Sin embargo, era difícil que alguien los hubiera oído. Él había estado atento a cualquier presencia y, si alguien se hubiera acercado tanto, lo habría notado. Lo más probable era que alguien los viera de lejos, quizás desde alguna ventana de la mansión.
‘Ya, voy a decir que me encontré con una empleada. ¿Y si me preguntan quién? No puedo decir cualquier nombre y no conozco a ninguna… ¡Ah!, ya sé, diré que fue Teti, la que trabaja en la cocina. Ya veré después qué explicación le doy a Jaren’.
Con el plan armado, pero lamentándose por haberse metido en semejante lío, Reingar se dirigió al anexo donde estaba la oficina de Dietrich.
—Capitán. ¿Me llamó?
Entró, hizo una reverencia y se quedó de pie frente al escritorio.
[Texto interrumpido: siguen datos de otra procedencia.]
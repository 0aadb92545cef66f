//! x509meta-lib: Library for rendering X.509 certificates as structured metadata.
//!
//! Certificates can come from a live TLS peer, a PEM bundle, or a raw DER blob.
//! Each one is parsed into a [`Certificate`], transformed into an [`X509Meta`]
//! record whose fields are already in display form (colon-separated hex,
//! decoded usage flags, per-algorithm key parameters), and serialized as
//! indented JSON resembling `openssl x509 -text`.

pub mod dial;
mod fields;
mod metadata;
mod oid;
mod parser;
pub mod pem;
mod reader;
mod source;
mod util;
mod writer;

pub use dial::{dial, with_default_port, DialOptions, StderrSink, WarningSink};
pub use fields::{
    AltNames, BasicConstraints, Certificate, DistinguishedName, ExtKeyUsage, KeyUsage, NameAttribute,
    PublicKey, SignatureAlgorithm,
};
pub use metadata::{
    format_time, transform, AuthorityInformation, BasicConstraintsMeta, PublicKeyParameters,
    Validity, X509Meta, X509v3Extensions,
};
pub use parser::parse_der;
pub use reader::{read_der, read_pem};
pub use source::{open_input, CertSource};
pub use util::hex_colon;
pub use writer::{write_many, write_one, write_pem};

/// Errors returned by x509meta-lib.
#[derive(Debug, thiserror::Error)]
pub enum MetaError {
    /// Zero or more than one certificate source was selected.
    #[error("{0}")]
    InputSelection(String),

    #[error("connection error: {0}")]
    Connection(String),

    #[error("could not read data: {0}")]
    Read(#[source] std::io::Error),

    #[error("failed to decode PEM: {0}")]
    Decode(String),

    #[error("failed to parse certificate: {0}")]
    Parse(String),

    #[error("IO error: {0}")]
    Io(#[from] std::io::Error),

    #[error("JSON serialization error: {0}")]
    Json(#[from] serde_json::Error),
}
Dietrich, que estaba revisando unos papeles, levantó la mirada. La luz del sol que entraba por la ventana hacía que su cabello castaño se viera más claro de lo normal.
—Llegaste rápido, Sir Reingar.
Dietrich, el segundo hijo del conde, era el comandante general de las tropas del Castillo Lott. Era un militar de físico imponente, pero tenía un lado mañoso, igualito que su hermano mayor. Si Volker era de los que te hacían la jugada de frente —lo que te permitía prepararte—, Dietrich era más difícil porque nunca sabías qué estaba tramando realmente.
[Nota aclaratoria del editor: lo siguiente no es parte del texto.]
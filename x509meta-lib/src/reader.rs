//! Reading certificates from byte streams.

use crate::fields::Certificate;
use crate::parser::parse_der;
use crate::pem::{self, CERTIFICATE};
use crate::MetaError;
use std::io::Read;

/// Maximum number of bytes read from a single input.
const MAX_INPUT_BYTES: u64 = 10 * 1024 * 1024;

fn read_all<R: Read>(reader: R) -> Result<Vec<u8>, MetaError> {
    let mut buf = Vec::new();
    reader
        .take(MAX_INPUT_BYTES + 1)
        .read_to_end(&mut buf)
        .map_err(MetaError::Read)?;
    if buf.len() as u64 > MAX_INPUT_BYTES {
        return Err(MetaError::Read(std::io::Error::new(
            std::io::ErrorKind::InvalidData,
            format!("input exceeds {} MiB limit", MAX_INPUT_BYTES / (1024 * 1024)),
        )));
    }
    Ok(buf)
}

/// Read every `CERTIFICATE` block from a PEM stream and parse it.
///
/// Fails with [`MetaError::Decode`] if a block carries any other label or
/// if the stream holds no PEM blocks at all. Data after the last block is
/// ignored.
pub fn read_pem<R: Read>(reader: R) -> Result<Vec<Certificate>, MetaError> {
    let data = read_all(reader)?;
    let mut certs = Vec::new();
    for block in pem::blocks(&data) {
        if block.label != CERTIFICATE {
            return Err(MetaError::Decode(format!(
                "file contains a PEM of unexpected type: {}",
                block.label
            )));
        }
        certs.push(parse_der(&block.contents)?);
    }
    if certs.is_empty() {
        return Err(MetaError::Decode("no PEM certificate blocks found".into()));
    }
    tracing::debug!("read {} certificate(s) from PEM input", certs.len());
    Ok(certs)
}

/// Read a single DER-encoded certificate.
pub fn read_der<R: Read>(reader: R) -> Result<Certificate, MetaError> {
    let data = read_all(reader)?;
    tracing::debug!("read {} bytes of DER input", data.len());
    parse_der(&data)
}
La rivalidad entre los dos hermanos seguía viva por culpa del padre. El conde Lott todavía era un hombre de mediana edad y con buena salud, pero era bien raro que hasta ahora, teniendo ya nietos, no hubiera nombrado a su heredero. Los vasallos le sobaban la chaqueta diciendo que, como sus dos hijos eran excelentes, se le hacía difícil elegir; pero todos sabían que el viejo no soltaba el mando porque quería todo el poder para él solo.
La ley de Trissen no obliga a que el hijo mayor sea el heredero por defecto. Aunque es lo más natural para evitar broncas, hay señores que toman decisiones distintas. Desde tiempos antiguos, los nobles consideraban una virtud elegir al hijo más capaz; incluso en la familia imperial Ferbrante hubo un caso donde el trono pasó a una hija por encima de los varones.
Por eso, en el Castillo Lott todavía no había nada dicho, los dos hermanos seguían compitiendo por jalar a su bando a los vasallos favoritos de su padre. Y a los vasallos no les quedaba otra que adivinar a cuál de los dos le iría mejor para pegársele.
Reingar no era la excepción.
—Parece que Sir Torrel te encontró al toque. ¿Estabas en el comedor?
—Sí, señor.
—¿Y por qué fuiste allá? Deberías haber venido aquí.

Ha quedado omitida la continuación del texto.